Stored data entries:
^^^^^^^^^^^^^^^^

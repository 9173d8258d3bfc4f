use scast_protocol::{Origin, Request, Response, StatusReport};

use crate::client::CastClient;

/// Start the daemon.
pub async fn server_start(foreground: bool) -> anyhow::Result<()> {
    if foreground {
        let status = tokio::process::Command::new("scastd").status().await?;
        std::process::exit(status.code().unwrap_or(1));
    } else {
        let child = std::process::Command::new("scastd")
            .stdout(std::process::Stdio::null())
            .stderr(std::process::Stdio::null())
            .stdin(std::process::Stdio::null())
            .spawn()?;

        println!("scast daemon started (pid: {})", child.id());
        Ok(())
    }
}

/// Stop the daemon.
pub async fn server_stop() -> anyhow::Result<()> {
    let pid_path = scast_protocol::paths::pid_file_path();
    if pid_path.exists() {
        let pid_str = std::fs::read_to_string(&pid_path)?;
        let pid: i32 = pid_str.trim().parse()?;
        unsafe {
            libc::kill(pid, libc::SIGTERM);
        }
        tokio::time::sleep(std::time::Duration::from_millis(500)).await;
        let _ = std::fs::remove_file(&pid_path);
        println!("scast daemon stopped (pid: {pid})");
    } else {
        println!("scast daemon is not running");
    }
    Ok(())
}

/// Check daemon status.
pub async fn server_status() -> anyhow::Result<()> {
    let pid_path = scast_protocol::paths::pid_file_path();
    if pid_path.exists() {
        let pid_str = std::fs::read_to_string(&pid_path)?;
        let pid: i32 = pid_str.trim().parse()?;
        let alive = unsafe { libc::kill(pid, 0) } == 0;
        if alive {
            println!("scast daemon is running (pid: {pid})");
        } else {
            println!("scast daemon is not running (stale pid file)");
            let _ = std::fs::remove_file(&pid_path);
        }
    } else {
        println!("scast daemon is not running");
    }
    Ok(())
}

/// Request a display server start.
pub async fn start() -> anyhow::Result<()> {
    let mut client = CastClient::connect().await?;
    let req = Request::Start {
        origin: Origin::Local,
    };
    match client.request(&req).await? {
        Response::Ok { data: Some(data) } => {
            let report: StatusReport = serde_json::from_value(data)?;
            print_report(&report);
        }
        Response::Error { message, .. } => {
            eprintln!("error: {message}");
            std::process::exit(1);
        }
        _ => {}
    }
    Ok(())
}

/// Request a display server stop.
pub async fn stop() -> anyhow::Result<()> {
    let mut client = CastClient::connect().await?;
    let req = Request::Stop {
        origin: Origin::Local,
    };
    match client.request(&req).await? {
        Response::Ok { data: Some(data) } => {
            let report: StatusReport = serde_json::from_value(data)?;
            print_report(&report);
        }
        Response::Error { message, .. } => {
            eprintln!("error: {message}");
            std::process::exit(1);
        }
        _ => {}
    }
    Ok(())
}

/// Show the current session status.
pub async fn status() -> anyhow::Result<()> {
    let mut client = CastClient::connect().await?;
    match client.request(&Request::Status).await? {
        Response::Ok { data: Some(data) } => {
            let report: StatusReport = serde_json::from_value(data)?;
            print_report(&report);
        }
        Response::Error { message, .. } => {
            eprintln!("error: {message}");
            std::process::exit(1);
        }
        _ => {}
    }
    Ok(())
}

/// Stream status-change events to stdout as JSON lines.
pub async fn watch() -> anyhow::Result<()> {
    let mut client = CastClient::connect().await?;

    match client.request(&Request::Subscribe).await? {
        Response::Ok { .. } => {}
        Response::Error { message, .. } => {
            eprintln!("error: {message}");
            std::process::exit(1);
        }
        _ => {}
    }

    while let Some(resp) = client.read_line().await? {
        if let Response::Event(event) = resp {
            println!("{}", serde_json::to_string(&event)?);
        }
    }
    Ok(())
}

fn print_report(report: &StatusReport) {
    println!("Running:  {}", if report.running { "yes" } else { "no" });
    println!("State:    {}", report.state);
    println!(
        "Capture:  {}",
        if report.grant { "granted" } else { "not granted" }
    );
}
use std::sync::RwLock;

use tokio::sync::broadcast;
use tracing::debug;

use scast_protocol::Event;

/// Fans the authoritative running flag out to any number of observers.
///
/// Publish is fire-and-forget: a slow or departed subscriber never blocks
/// the publisher. The last published value is retained so new subscribers
/// can be brought up to date immediately. Subscribers unsubscribe by
/// dropping their receiver.
pub struct StatusBroker {
    tx: broadcast::Sender<Event>,
    last: RwLock<Option<bool>>,
}

impl StatusBroker {
    pub fn new(capacity: usize) -> Self {
        let (tx, _rx) = broadcast::channel(capacity.max(1));
        Self {
            tx,
            last: RwLock::new(None),
        }
    }

    /// Subscribe to status changes. Returns the live receiver plus the
    /// last published status, if any, for catch-up.
    pub fn subscribe(&self) -> (broadcast::Receiver<Event>, Option<bool>) {
        // Receiver first: a publish landing between the two lines shows
        // up in the snapshot, the stream, or both; never in neither.
        let rx = self.tx.subscribe();
        let last = *self.last.read().unwrap_or_else(|e| e.into_inner());
        (rx, last)
    }

    /// Publish a status change to all current subscribers.
    pub fn publish(&self, running: bool) {
        *self.last.write().unwrap_or_else(|e| e.into_inner()) = Some(running);
        // Err means no live subscribers, which is fine.
        if self.tx.send(Event::StatusChanged { running }).is_err() {
            debug!(running, "status published with no subscribers");
        }
    }

    /// The last published status, if any.
    pub fn last(&self) -> Option<bool> {
        *self.last.read().unwrap_or_else(|e| e.into_inner())
    }
}

impl Default for StatusBroker {
    fn default() -> Self {
        Self::new(16)
    }
}
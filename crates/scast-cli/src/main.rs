mod client;
mod commands;

use clap::{Parser, Subcommand};

#[derive(Parser)]
#[command(name = "scast", about = "Control the embedded remote-display server")]
struct Cli {
    #[command(subcommand)]
    command: Commands,
}

#[derive(Subcommand)]
enum Commands {
    /// Manage the scast daemon
    Server {
        #[command(subcommand)]
        action: ServerAction,
    },

    /// Start the display server, acquiring the capture grant if needed
    Start,

    /// Stop the display server
    Stop,

    /// Show the current session status
    Status,

    /// Stream status changes to stdout as JSON lines
    Watch,
}

#[derive(Subcommand)]
enum ServerAction {
    /// Start the daemon
    Start {
        /// Run in foreground (don't daemonize)
        #[arg(long)]
        foreground: bool,
    },
    /// Stop the daemon
    Stop,
    /// Check daemon status
    Status,
}

#[tokio::main]
async fn main() -> anyhow::Result<()> {
    let cli = Cli::parse();

    match cli.command {
        Commands::Server { action } => match action {
            ServerAction::Start { foreground } => commands::server_start(foreground).await,
            ServerAction::Stop => commands::server_stop().await,
            ServerAction::Status => commands::server_status().await,
        },
        Commands::Start => commands::start().await,
        Commands::Stop => commands::stop().await,
        Commands::Status => commands::status().await,
        Commands::Watch => commands::watch().await,
    }
}
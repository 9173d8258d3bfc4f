use std::sync::Arc;

use tokio::sync::{mpsc, oneshot};
use tracing::{debug, info, warn};

use scast_protocol::{Origin, StatusReport};

use crate::broker::StatusBroker;
use crate::capability::{CapabilityBroker, CapabilitySource, CaptureToken, GrantOutcome};
use crate::error::CastError;
use crate::process::{DisplayServer, ServerStatus};

const INBOX_CAPACITY: usize = 64;

/// Authoritative coordinator state for the display server session.
#[derive(Debug, Clone, Copy, PartialEq, Eq)]
pub enum SessionState {
    Idle,
    AwaitingPermission,
    Starting,
    Running,
    Stopping,
    StartFailed,
}

impl SessionState {
    pub fn as_str(&self) -> &'static str {
        match self {
            SessionState::Idle => "idle",
            SessionState::AwaitingPermission => "awaiting_permission",
            SessionState::Starting => "starting",
            SessionState::Running => "running",
            SessionState::Stopping => "stopping",
            SessionState::StartFailed => "start_failed",
        }
    }

    /// Derived running flag: the server has been told to start and has
    /// not reported a failure or a stop completion.
    pub fn running(&self) -> bool {
        matches!(self, SessionState::Starting | SessionState::Running)
    }
}

/// Reply to a start/stop/status command.
pub type CommandReply = Result<StatusReport, CastError>;

type ReplyTx = oneshot::Sender<CommandReply>;

/// Everything the coordinator reacts to, serialized through one inbox:
/// commands from either origin, capability outcomes, process reports.
enum SessionEvent {
    Start { origin: Origin, reply: ReplyTx },
    Stop { origin: Origin, reply: ReplyTx },
    Status { reply: ReplyTx },
    GrantResolved { epoch: u64, outcome: GrantOutcome },
    StartResolved { epoch: u64, result: Result<(), CastError> },
    StopResolved { epoch: u64 },
}

/// Clonable handle for enqueueing commands into the coordinator.
#[derive(Clone)]
pub struct SessionController {
    tx: mpsc::Sender<SessionEvent>,
}

impl SessionController {
    pub async fn start(&self, origin: Origin) -> CommandReply {
        self.roundtrip(|reply| SessionEvent::Start { origin, reply })
            .await
    }

    pub async fn stop(&self, origin: Origin) -> CommandReply {
        self.roundtrip(|reply| SessionEvent::Stop { origin, reply })
            .await
    }

    pub async fn status(&self) -> CommandReply {
        self.roundtrip(|reply| SessionEvent::Status { reply }).await
    }

    async fn roundtrip(&self, make: impl FnOnce(ReplyTx) -> SessionEvent) -> CommandReply {
        let (tx, rx) = oneshot::channel();
        if self.tx.send(make(tx)).await.is_err() {
            return Err(CastError::Unavailable);
        }
        rx.await.unwrap_or(Err(CastError::Unavailable))
    }
}

/// Spawn the coordinator task and return its command handle.
///
/// The actor is the only mutator of session state; collaborator calls
/// that can suspend (grant prompt, process start/stop) run in spawned
/// tasks and post their outcome back into the inbox stamped with the
/// epoch current at issue time, so late results for superseded contexts
/// are discarded instead of misapplied.
pub fn spawn_session<C, S>(
    capability: Arc<CapabilityBroker<C>>,
    server: Arc<S>,
    status: Arc<StatusBroker>,
) -> SessionController
where
    C: CapabilitySource,
    S: DisplayServer,
{
    let (tx, rx) = mpsc::channel(INBOX_CAPACITY);
    let actor = SessionActor {
        inbox: rx,
        callback_tx: tx.clone(),
        state: SessionState::Idle,
        epoch: 0,
        last_known_running: false,
        capability,
        server,
        status,
        pending_starts: Vec::new(),
        pending_stops: Vec::new(),
    };
    tokio::spawn(actor.run());
    SessionController { tx }
}

struct SessionActor<C: CapabilitySource, S: DisplayServer> {
    inbox: mpsc::Receiver<SessionEvent>,
    callback_tx: mpsc::Sender<SessionEvent>,
    state: SessionState,
    /// Correlation counter stamped onto every asynchronous operation.
    epoch: u64,
    /// Last status the process handle actually reported. May diverge
    /// from `state` inside the optimistic window.
    last_known_running: bool,
    capability: Arc<CapabilityBroker<C>>,
    server: Arc<S>,
    status: Arc<StatusBroker>,
    /// Start requesters waiting on the permission handshake.
    pending_starts: Vec<(Origin, ReplyTx)>,
    /// Stop requesters queued behind an in-flight start, or joined onto
    /// an in-flight stop.
    pending_stops: Vec<(Origin, ReplyTx)>,
}

impl<C: CapabilitySource, S: DisplayServer> SessionActor<C, S> {
    async fn run(mut self) {
        // The display server may have outlived a previous coordinator.
        if self.server.query_status().await == ServerStatus::Running {
            info!("display server already running, adopting session");
            self.state = SessionState::Running;
            self.last_known_running = true;
            self.status.publish(true);
        }

        while let Some(event) = self.inbox.recv().await {
            self.handle(event);
        }
        debug!("session inbox closed, coordinator stopping");
    }

    fn handle(&mut self, event: SessionEvent) {
        match event {
            SessionEvent::Start { origin, reply } => self.handle_start(origin, reply),
            SessionEvent::Stop { origin, reply } => self.handle_stop(origin, reply),
            SessionEvent::Status { reply } => {
                let _ = reply.send(Ok(self.report()));
            }
            SessionEvent::GrantResolved { epoch, outcome } => self.handle_grant(epoch, outcome),
            SessionEvent::StartResolved { epoch, result } => {
                self.handle_start_resolved(epoch, result)
            }
            SessionEvent::StopResolved { epoch } => self.handle_stop_resolved(epoch),
        }
    }

    fn report(&self) -> StatusReport {
        StatusReport {
            running: self.state.running(),
            state: self.state.as_str().to_string(),
            grant: self.capability.have_grant(),
        }
    }

    fn handle_start(&mut self, origin: Origin, reply: ReplyTx) {
        match self.state {
            SessionState::Running | SessionState::Starting => {
                debug!(%origin, state = self.state.as_str(), "start while active is a no-op");
                let _ = reply.send(Ok(self.report()));
            }
            SessionState::AwaitingPermission => {
                debug!(%origin, "start joins pending permission handshake");
                self.pending_starts.push((origin, reply));
            }
            SessionState::Stopping => {
                let _ = reply.send(Err(CastError::Busy("stop in progress")));
            }
            SessionState::Idle | SessionState::StartFailed => match self.capability.token() {
                Some(token) => self.begin_start(token, vec![(origin, reply)]),
                None => {
                    info!(%origin, "start requires the capture grant, requesting");
                    self.state = SessionState::AwaitingPermission;
                    self.pending_starts.push((origin, reply));
                    self.epoch += 1;
                    let epoch = self.epoch;
                    let capability = Arc::clone(&self.capability);
                    let tx = self.callback_tx.clone();
                    tokio::spawn(async move {
                        let outcome = capability.request_grant().await;
                        let _ = tx.send(SessionEvent::GrantResolved { epoch, outcome }).await;
                    });
                }
            },
        }
    }

    fn handle_stop(&mut self, origin: Origin, reply: ReplyTx) {
        match self.state {
            SessionState::Idle | SessionState::StartFailed => {
                debug!(%origin, "stop while already stopped is a no-op");
                let _ = reply.send(Ok(self.report()));
            }
            SessionState::AwaitingPermission => {
                // Abandon the handshake; the epoch bump makes any late
                // grant outcome stale.
                info!(%origin, "stop abandons pending permission handshake");
                self.epoch += 1;
                self.state = SessionState::Idle;
                for (waiter, waiter_reply) in self.pending_starts.drain(..) {
                    debug!(%waiter, "pending start canceled");
                    let _ = waiter_reply.send(Err(CastError::Canceled));
                }
                let _ = reply.send(Ok(self.report()));
            }
            SessionState::Starting => {
                debug!(%origin, "stop queued behind in-flight start");
                self.pending_stops.push((origin, reply));
            }
            SessionState::Stopping => {
                debug!(%origin, "stop joins in-flight stop");
                self.pending_stops.push((origin, reply));
            }
            SessionState::Running => {
                self.pending_stops.push((origin, reply));
                self.begin_stop();
            }
        }
    }

    fn begin_start(&mut self, token: CaptureToken, waiters: Vec<(Origin, ReplyTx)>) {
        self.state = SessionState::Starting;
        self.epoch += 1;
        let epoch = self.epoch;
        info!(epoch, "starting display server");

        // Optimistic signal; the process report confirms or corrects it.
        debug!(
            last_known_running = self.last_known_running,
            "publishing optimistic running=true"
        );
        self.status.publish(true);
        let report = self.report();
        for (origin, reply) in waiters {
            debug!(%origin, "start accepted");
            let _ = reply.send(Ok(report.clone()));
        }

        let server = Arc::clone(&self.server);
        let tx = self.callback_tx.clone();
        tokio::spawn(async move {
            let result = server.start(&token).await;
            let _ = tx.send(SessionEvent::StartResolved { epoch, result }).await;
        });
    }

    fn begin_stop(&mut self) {
        self.state = SessionState::Stopping;
        self.epoch += 1;
        let epoch = self.epoch;
        info!(epoch, "stopping display server");

        let server = Arc::clone(&self.server);
        let tx = self.callback_tx.clone();
        tokio::spawn(async move {
            server.stop().await;
            let _ = tx.send(SessionEvent::StopResolved { epoch }).await;
        });
    }

    fn handle_grant(&mut self, epoch: u64, outcome: GrantOutcome) {
        if epoch != self.epoch || self.state != SessionState::AwaitingPermission {
            debug!(
                epoch,
                current = self.epoch,
                state = self.state.as_str(),
                "stale capability outcome dropped"
            );
            return;
        }

        if outcome == GrantOutcome::Granted {
            if let Some(token) = self.capability.token() {
                let waiters = std::mem::take(&mut self.pending_starts);
                self.begin_start(token, waiters);
                return;
            }
            // Granted with no token to show for it; fail the waiters
            // rather than start an unauthorized capture.
            warn!("grant reported without a capture token");
        } else {
            warn!("capture grant denied, start abandoned");
        }

        self.state = SessionState::Idle;
        for (origin, reply) in self.pending_starts.drain(..) {
            debug!(%origin, "start refused: permission denied");
            let _ = reply.send(Err(CastError::PermissionDenied));
        }
        self.status.publish(false);
    }

    fn handle_start_resolved(&mut self, epoch: u64, result: Result<(), CastError>) {
        if epoch != self.epoch || self.state != SessionState::Starting {
            debug!(epoch, current = self.epoch, "stale start result dropped");
            return;
        }

        match result {
            Ok(()) => {
                info!("display server confirmed running");
                self.state = SessionState::Running;
                self.last_known_running = true;
                self.status.publish(true);
                if !self.pending_stops.is_empty() {
                    self.begin_stop();
                }
            }
            Err(e) => {
                warn!(error = %e, "display server failed to start");
                self.state = SessionState::StartFailed;
                self.last_known_running = false;
                // Correct the optimistic signal.
                self.status.publish(false);
                // A stop queued behind this start is trivially satisfied.
                let report = self.report();
                for (origin, reply) in self.pending_stops.drain(..) {
                    debug!(%origin, "queued stop satisfied by start failure");
                    let _ = reply.send(Ok(report.clone()));
                }
            }
        }
    }

    fn handle_stop_resolved(&mut self, epoch: u64) {
        if epoch != self.epoch || self.state != SessionState::Stopping {
            debug!(epoch, current = self.epoch, "stale stop result dropped");
            return;
        }

        info!("display server stopped");
        self.state = SessionState::Idle;
        self.last_known_running = false;
        self.status.publish(false);
        let report = self.report();
        for (origin, reply) in self.pending_stops.drain(..) {
            debug!(%origin, "stop completed");
            let _ = reply.send(Ok(report.clone()));
        }
    }
}
//! In-memory queue backend.

use std::collections::{HashSet, VecDeque};

use async_trait::async_trait;
use tokio::sync::{Mutex, Notify};

use crate::{Job, JobQueue, QueueError};

struct Inner<T> {
	pending: VecDeque<Job<T>>,
	pending_ids: HashSet<String>,
	dead: Vec<Job<T>>,
	closed: bool,
}

/// In-memory implementation of a deduplicated job queue.
pub struct MemoryQueue<T> {
	inner: Mutex<Inner<T>>,
	notify: Notify,
}

impl<T: Send + 'static> MemoryQueue<T> {
	pub fn new() -> Self {
		Self {
			inner: Mutex::new(Inner {
				pending: VecDeque::new(),
				pending_ids: HashSet::new(),
				dead: Vec::new(),
				closed: false,
			}),
			notify: Notify::new(),
		}
	}

	/// Pops the oldest pending job without waiting. The job's id leaves the
	/// dedup set here, so a fresh enqueue of the same id is accepted while
	/// the job is being worked.
	pub async fn dequeue(&self) -> Option<Job<T>> {
		let mut inner = self.inner.lock().await;
		let job = inner.pending.pop_front()?;
		inner.pending_ids.remove(&job.id);
		Some(job)
	}

	/// Waits for the next job. Returns `None` once the queue is closed and
	/// fully drained.
	pub async fn dequeue_wait(&self) -> Option<Job<T>> {
		loop {
			let notified = self.notify.notified();
			{
				let mut inner = self.inner.lock().await;
				if let Some(job) = inner.pending.pop_front() {
					inner.pending_ids.remove(&job.id);
					return Some(job);
				}
				if inner.closed {
					return None;
				}
			}
			notified.await;
		}
	}

	/// Puts a failed job back, keeping its attempt count. Dropped when a
	/// newer job with the same id is already pending, since that one will
	/// redo the same idempotent work.
	pub async fn requeue(&self, job: Job<T>) {
		let mut inner = self.inner.lock().await;
		if inner.closed || !inner.pending_ids.insert(job.id.clone()) {
			return;
		}
		inner.pending.push_back(job);
		drop(inner);
		self.notify.notify_waiters();
	}

	/// Parks a permanently failed job for inspection.
	pub async fn dead_letter(&self, job: Job<T>) {
		self.inner.lock().await.dead.push(job);
	}

	pub async fn pending_len(&self) -> usize {
		self.inner.lock().await.pending.len()
	}

	pub async fn dead_len(&self) -> usize {
		self.inner.lock().await.dead.len()
	}

	/// Stops accepting work and wakes idle workers so they can exit.
	pub async fn close(&self) {
		self.inner.lock().await.closed = true;
		self.notify.notify_waiters();
	}
}

impl<T: Send + 'static> Default for MemoryQueue<T> {
	fn default() -> Self {
		Self::new()
	}
}

#[async_trait]
impl<T: Send + 'static> JobQueue<T> for MemoryQueue<T> {
	async fn enqueue(&self, id: String, payload: T) -> Result<bool, QueueError> {
		let mut inner = self.inner.lock().await;
		if inner.closed {
			return Err(QueueError::Closed);
		}
		if !inner.pending_ids.insert(id.clone()) {
			return Ok(false);
		}
		inner.pending.push_back(Job {
			id,
			payload,
			attempts: 0,
		});
		drop(inner);
		self.notify.notify_waiters();
		Ok(true)
	}

	async fn enqueue_bulk(&self, jobs: Vec<(String, T)>) -> Result<usize, QueueError> {
		let mut inner = self.inner.lock().await;
		if inner.closed {
			return Err(QueueError::Closed);
		}
		let mut added = 0;
		for (id, payload) in jobs {
			if !inner.pending_ids.insert(id.clone()) {
				continue;
			}
			inner.pending.push_back(Job {
				id,
				payload,
				attempts: 0,
			});
			added += 1;
		}
		drop(inner);
		if added > 0 {
			self.notify.notify_waiters();
		}
		Ok(added)
	}
}

#[cfg(test)]
mod tests {
	use super::*;

	#[tokio::test]
	async fn pending_jobs_dedup_by_id() {
		let queue = MemoryQueue::new();
		assert!(queue.enqueue("a".into(), 1u32).await.unwrap());
		assert!(!queue.enqueue("a".into(), 2u32).await.unwrap());
		assert!(queue.enqueue("b".into(), 3u32).await.unwrap());
		assert_eq!(queue.pending_len().await, 2);

		// Once dequeued, the id is free again.
		let job = queue.dequeue().await.unwrap();
		assert_eq!(job.payload, 1);
		assert!(queue.enqueue("a".into(), 4u32).await.unwrap());
	}

	#[tokio::test]
	async fn bulk_enqueue_reports_survivors() {
		let queue = MemoryQueue::new();
		let added = queue
			.enqueue_bulk(vec![
				("a".into(), 1u32),
				("a".into(), 2u32),
				("b".into(), 3u32),
			])
			.await
			.unwrap();
		assert_eq!(added, 2);
	}

	#[tokio::test]
	async fn closed_queue_rejects_and_drains() {
		let queue = MemoryQueue::new();
		queue.enqueue("a".into(), 1u32).await.unwrap();
		queue.close().await;

		assert!(matches!(
			queue.enqueue("b".into(), 2u32).await,
			Err(QueueError::Closed)
		));
		assert!(queue.dequeue_wait().await.is_some());
		assert!(queue.dequeue_wait().await.is_none());
	}
}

^^^^^^^^^^^^^^^^

§ WHAT THE TASK REQUIRES:
Up to and including the line with "pub async fn server_stop()", print every line of the records from the start.

§ YOUR RESPONSE:
repository 9173d8258d3bfc4f
use scast_protocol::{Origin, Request, Response, StatusReport};

use crate::client::CastClient;

/// Start the daemon.
pub async fn server_start(foreground: bool) -> anyhow::Result<()> {
    if foreground {
        let status = tokio::process::Command::new("scastd").status().await?;
        std::process::exit(status.code().unwrap_or(1));
    } else {
        let child = std::process::Command::new("scastd")
            .stdout(std::process::Stdio::null())
            .stderr(std::process::Stdio::null())
            .stdin(std::process::Stdio::null())
            .spawn()?;

        println!("scast daemon started (pid: {})", child.id());
        Ok(())
    }
}

/// Stop the daemon.
pub async fn server_stop() -> anyhow::Result<()> {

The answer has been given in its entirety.